CHAPTER ONE:THE ABDUCTION.
Elena Cruz sat hunched over her textbooks, her phone buzzing on the table. She thought it was another late-night message from her professor, but when she swiped the screen, her blood turned to ice.
A video. 14 seconds long. No sender name.
She pressed play.
Mateo’s face appeared—bloodied, a sack over his head pulled halfway down, hands bound behind his back. Behind him stood two masked men, rifles gleaming. A deep voice in accented Spanish cut through the static:
"You have 48 hours. Come alone. Vargas decides who lives."

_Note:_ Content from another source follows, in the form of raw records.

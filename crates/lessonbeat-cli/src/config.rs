//! Configuration file management for the CLI.

use crate::error::{CliError, Result};
use lessonbeat_harvester::HarvestConfig;
use std::fs;
use std::path::{Path, PathBuf};

/// Get the default configuration file path.
pub fn default_path() -> Result<PathBuf> {
    let home = dirs::home_dir().ok_or_else(|| CliError::Config("Could not find home directory".into()))?;
    Ok(home.join(".lessonbeat").join("config.toml"))
}

/// Resolve the configuration file path, preferring an explicit one.
pub fn resolve_path(explicit: Option<&Path>) -> Result<PathBuf> {
    match explicit {
        Some(path) => Ok(path.to_path_buf()),
        None => default_path(),
    }
}

/// Load and validate configuration from file.
pub fn load(path: &Path) -> Result<HarvestConfig> {
    if !path.exists() {
        return Err(CliError::Config(format!(
            "{} not found. Use 'config init' to create it.",
            path.display()
        )));
    }
    Ok(HarvestConfig::from_file(path)?)
}

/// Save configuration to file.
pub fn save(config: &HarvestConfig, path: &Path) -> Result<()> {
    config.validate().map_err(CliError::Config)?;

    // Create parent directory if it doesn't exist
    if let Some(parent) = path.parent() {
        fs::create_dir_all(parent)?;
    }

    fs::write(path, config.to_toml()?)?;
    Ok(())
}

/// Write a fresh configuration for `root` unless one exists.
pub fn init(path: &Path, root: &Path, scan_all: bool, force: bool) -> Result<HarvestConfig> {
    if path.exists() && !force {
        return Err(CliError::Config(format!(
            "{} already exists (use --force to overwrite)",
            path.display()
        )));
    }

    let root = if root.is_absolute() {
        root.to_path_buf()
    } else {
        std::env::current_dir()?.join(root)
    };
    let config = if scan_all {
        HarvestConfig::backfill(root)
    } else {
        HarvestConfig::new(root)
    };

    save(&config, path)?;
    Ok(config)
}
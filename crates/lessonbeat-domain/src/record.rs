//! Record module - the normalized output of the harvesting pipeline

use crate::SectionName;
use std::time::SystemTime;

/// One recognized lesson plan, ready for indexing
///
/// Every list field defaults to an empty vector; a missing section in the
/// source document shows up as an empty list, never as an absent field.
#[derive(Debug, Clone, PartialEq, Eq)]
pub struct LessonPlanRecord {
    /// Source filename, with a numeric suffix for the 2nd..Nth plan of a file
    pub filename: String,

    /// Modification time of the source file
    pub modified_at: SystemTime,

    /// Plan body as extracted
    pub full_text: String,

    /// Teacher names, stored as extracted
    pub teachers: Vec<String>,

    /// Learning-outcome statements (ESLRs)
    pub outcomes: Vec<String>,

    /// Essential questions
    pub essential_questions: Vec<String>,

    /// Biblical integration notes
    pub biblical_integration: Vec<String>,

    /// Unit objectives
    pub unit_objectives: Vec<String>,

    /// Lesson objectives
    pub lesson_objectives: Vec<String>,
}

impl LessonPlanRecord {
    /// Create an empty record for the given file
    pub fn new(filename: impl Into<String>, modified_at: SystemTime) -> Self {
        Self {
            filename: filename.into(),
            modified_at,
            full_text: String::new(),
            teachers: Vec::new(),
            outcomes: Vec::new(),
            essential_questions: Vec::new(),
            biblical_integration: Vec::new(),
            unit_objectives: Vec::new(),
            lesson_objectives: Vec::new(),
        }
    }

    /// Number of outcome statements
    ///
    /// Derived from `outcomes`, so it can never disagree with it.
    pub fn outcome_count(&self) -> usize {
        self.outcomes.len()
    }

    /// Items of one section
    pub fn section(&self, name: SectionName) -> &[String] {
        match name {
            SectionName::Teacher => &self.teachers,
            SectionName::Outcomes => &self.outcomes,
            SectionName::EssentialQuestions => &self.essential_questions,
            SectionName::BiblicalIntegration => &self.biblical_integration,
            SectionName::UnitObjectives => &self.unit_objectives,
            SectionName::LessonObjectives => &self.lesson_objectives,
        }
    }

    /// Mutable items of one section
    pub fn section_mut(&mut self, name: SectionName) -> &mut Vec<String> {
        match name {
            SectionName::Teacher => &mut self.teachers,
            SectionName::Outcomes => &mut self.outcomes,
            SectionName::EssentialQuestions => &mut self.essential_questions,
            SectionName::BiblicalIntegration => &mut self.biblical_integration,
            SectionName::UnitObjectives => &mut self.unit_objectives,
            SectionName::LessonObjectives => &mut self.lesson_objectives,
        }
    }
}

#[cfg(test)]
mod tests {
    use super::*;

    #[test]
    fn test_new_record_is_empty() {
        let record = LessonPlanRecord::new("a.docx", SystemTime::UNIX_EPOCH);
        assert_eq!(record.filename, "a.docx");
        assert_eq!(record.outcome_count(), 0);
        for section in SectionName::ALL {
            assert!(record.section(section).is_empty());
        }
    }

    #[test]
    fn test_outcome_count_tracks_outcomes() {
        let mut record = LessonPlanRecord::new("a.docx", SystemTime::UNIX_EPOCH);
        record.section_mut(SectionName::Outcomes).push("Serve others".to_string());
        record.outcomes.push("Think critically".to_string());
        assert_eq!(record.outcome_count(), 2);
        assert_eq!(record.outcome_count(), record.outcomes.len());
    }
}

The clip ended with the crack of a rifle and Mateo’s muffled scream.
Elena dropped the phone.
Her heart pounded so loud she could barely hear herself curse. Mateo wasn’t perfect—he stayed out too late, hung out with the wrong people—but he wasn’t cartel material. He was her little brother. The only family she had left.
She dialed the police. No answer.
She tried the emergency line. It rang, then cut off.
Then her phone buzzed again. A text:
"Midnight. Calle del Muerto. Come alone."
The street name alone—“Street of the Dead”—was enough to make her stomach lurch. Everyone in Monterrey knew it was cartel territory.
She wanted to call her law firm boss, Judge Valdez, but what could he do? The Vargas Cartel had more power than the police, the government, maybe even God in this city.
Elena grabbed her car keys.
The street was empty when she arrived.
Midnight air was heavy with the smell of gunpowder and exhaust. Her old Nissan rattled as she drove past graffiti-marked walls. Cartel slogans sprayed across them: “Vargas vive.” Vargas lives.
Headlights flashed behind her. A black SUV blocked her path.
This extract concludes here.